Lo abbiamo chiesto a Piergiorgio Odifreddi che, oltre a insegnare logica
matematica nelle università di Torino e di Cornell, è autore di
numerosi articoli e libri divulgativi. Nel suo ultimo libro ha portato
il “diavolo in cattedra” per spiegare a tutti cosa sia la logica
matematica. Per questo non potevamo che rivolgerci a lui, sperando che
il risultato non sia quello che si ottiene accostando il diavolo
all’acqua santa.
Professor Odifreddi, per il matematico Rips la matematica è sacra e dimostra
addirittura l’esistenza di Dio.

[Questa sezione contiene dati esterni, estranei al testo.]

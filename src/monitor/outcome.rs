//! Per-file processing outcomes.
//!
//! Every file that enters the per-file routine terminates in exactly one
//! outcome, and the outcome tag doubles as the destination subfolder name
//! under the processed root. Operators triage failures by folder.

use std::fmt;

use serde::{Deserialize, Serialize};

/// How processing of a single file ended.
#[derive(Debug, Clone, Copy, PartialEq, Eq, Hash, Serialize, Deserialize)]
#[serde(rename_all = "snake_case")]
pub enum Outcome {
    /// Content extracted, AI queried, notification sent.
    Processed,

    /// Extension outside the supported set (includes legacy .doc).
    Unsupported,

    /// Extracted content was empty or whitespace-only.
    EmptyContent,

    /// The transcription engine reported a failure.
    ErrorTranscription,

    /// Email credentials or AI key missing from configuration.
    ErrorConfig,

    /// A YouTube link was detected but its transcript could not be fetched.
    ErrorYoutubeTranscript,

    /// The AI query or the email send failed.
    ErrorAiEmail,

    /// Unexpected failure anywhere in the per-file routine.
    CriticalError,
}

impl Outcome {
    /// Destination subfolder name under the processed root.
    pub fn folder_name(&self) -> &'static str {
        match self {
            Outcome::Processed => "processed",
            Outcome::Unsupported => "unsupported",
            Outcome::EmptyContent => "empty_content",
            Outcome::ErrorTranscription => "error_transcription",
            Outcome::ErrorConfig => "error_config",
            Outcome::ErrorYoutubeTranscript => "error_youtube_transcript",
            Outcome::ErrorAiEmail => "error_ai_email",
            Outcome::CriticalError => "critical_error",
        }
    }

    /// True only for the success outcome.
    pub fn is_success(&self) -> bool {
        matches!(self, Outcome::Processed)
    }
}

impl fmt::Display for Outcome {
    fn fmt(&self, f: &mut fmt::Formatter<'_>) -> fmt::Result {
        f.write_str(self.folder_name())
    }
}
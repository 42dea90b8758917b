//! Sync-refresh nudge.
//!
//! OneDrive's client only materializes remote changes locally when it sees
//! filesystem activity. Creating and deleting a throw-away subdirectory in
//! the monitored folder is enough to coax it into a sync pass before we
//! take a directory listing. Backends that sync on their own use
//! [`NoopNudge`].

use std::path::Path;
use std::time::{Duration, SystemTime, UNIX_EPOCH};

use anyhow::{Context, Result};
use async_trait::async_trait;

/// Hook invoked at the top of every poll cycle, before the listing.
///
/// Failures are logged by the caller and never abort the cycle.
#[async_trait]
pub trait SyncNudge: Send + Sync {
    async fn nudge(&self, dir: &Path) -> Result<()>;
}

/// Nudge tuned for the OneDrive sync client.
pub struct OneDriveNudge {
    /// How long to leave the marker directory in place so the sync client
    /// can observe it.
    pub settle_delay: Duration,
}

impl Default for OneDriveNudge {
    fn default() -> Self {
        Self {
            settle_delay: Duration::from_secs(2),
        }
    }
}

#[async_trait]
impl SyncNudge for OneDriveNudge {
    async fn nudge(&self, dir: &Path) -> Result<()> {
        let stamp = SystemTime::now()
            .duration_since(UNIX_EPOCH)
            .map(|d| d.as_nanos())
            .unwrap_or(0);
        let marker = dir.join(format!("refresh_{stamp}"));

        tokio::fs::create_dir(&marker)
            .await
            .with_context(|| format!("Failed to create refresh marker {}", marker.display()))?;

        tokio::time::sleep(self.settle_delay).await;

        // Loosen permissions first so deletion survives restrictive ACLs.
        #[cfg(unix)]
        {
            use std::os::unix::fs::PermissionsExt;
            let _ = tokio::fs::set_permissions(&marker, std::fs::Permissions::from_mode(0o777))
                .await;
        }

        tokio::fs::remove_dir(&marker)
            .await
            .with_context(|| format!("Failed to remove refresh marker {}", marker.display()))?;

        Ok(())
    }
}

/// Nudge that does nothing, for storage backends that need no coaxing.
pub struct NoopNudge;

#[async_trait]
impl SyncNudge for NoopNudge {
    async fn nudge(&self, _dir: &Path) -> Result<()> {
        Ok(())
    }
}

Lei che ne pensa?
Penso che sia sacra per tutti i matematici, ma in un senso diverso. C’è
una lunga tradizione della sacralità della matematica. La setta dei
pitagorici credeva che l’essenza dell’universo fosse costituita di
numeri, in base anche al famoso motto di Pitagora “tutto è numero”.
E per venire ai tempi nostri, Einstein dichiarava di essere religioso ma
soltanto nel senso di Spinoza: “Dio, cioè la natura”. In questo
senso sì che si può essere religiosi matematicamente. Spesso gli
scienziati dicono, e lo ha ribadito anche S. Hawking alla fine del suo
libro dal “Big Bang ai Buchi Neri”, che se riusciremo ad avere una
teoria del tutto unificata allora riusciremo a leggere la mente di Dio.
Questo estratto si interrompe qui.